── MATERIAL PROVIDED ──

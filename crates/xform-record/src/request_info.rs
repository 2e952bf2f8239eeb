//! Request-info record

use crate::record::{Record, RecordBody, RecordHeader};
use serde::{Deserialize, Serialize};

/// Wire shape of a request descriptor
///
/// Locations are kept as raw strings here; validation and parsing happen
/// when the owning entity is rebuilt.
#[derive(Debug, Clone, Default, PartialEq, Eq, Serialize, Deserialize)]
pub struct RequestInfoBody {
    /// Carried by the enclosing [`Record`] envelope
    #[serde(skip)]
    pub header: RecordHeader,

    #[serde(default, skip_serializing_if = "Option::is_none")]
    pub metacard_location: Option<String>,

    #[serde(default, skip_serializing_if = "Option::is_none")]
    pub current_location: Option<String>,

    #[serde(default, skip_serializing_if = "Option::is_none")]
    pub final_location: Option<String>,
}

impl RecordBody for RequestInfoBody {
    const CLAZZ: &'static str = "request";
    const CURRENT_VERSION: i32 = 1;
    const MINIMUM_VERSION: i32 = 1;

    fn header(&self) -> &RecordHeader {
        &self.header
    }

    fn header_mut(&mut self) -> &mut RecordHeader {
        &mut self.header
    }
}

/// Request-info record as stored
pub type RequestInfoRecord = Record<RequestInfoBody>;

───

* INSTRUCTIONS TO FOLLOW *
No line before the one containing "record as stored" belongs in the answer; give again exactly that line and all lines after it through the end of the data.

* RESPONSE TO THE TASK *
/// Request-info record as stored
pub type RequestInfoRecord = Record<RequestInfoBody>;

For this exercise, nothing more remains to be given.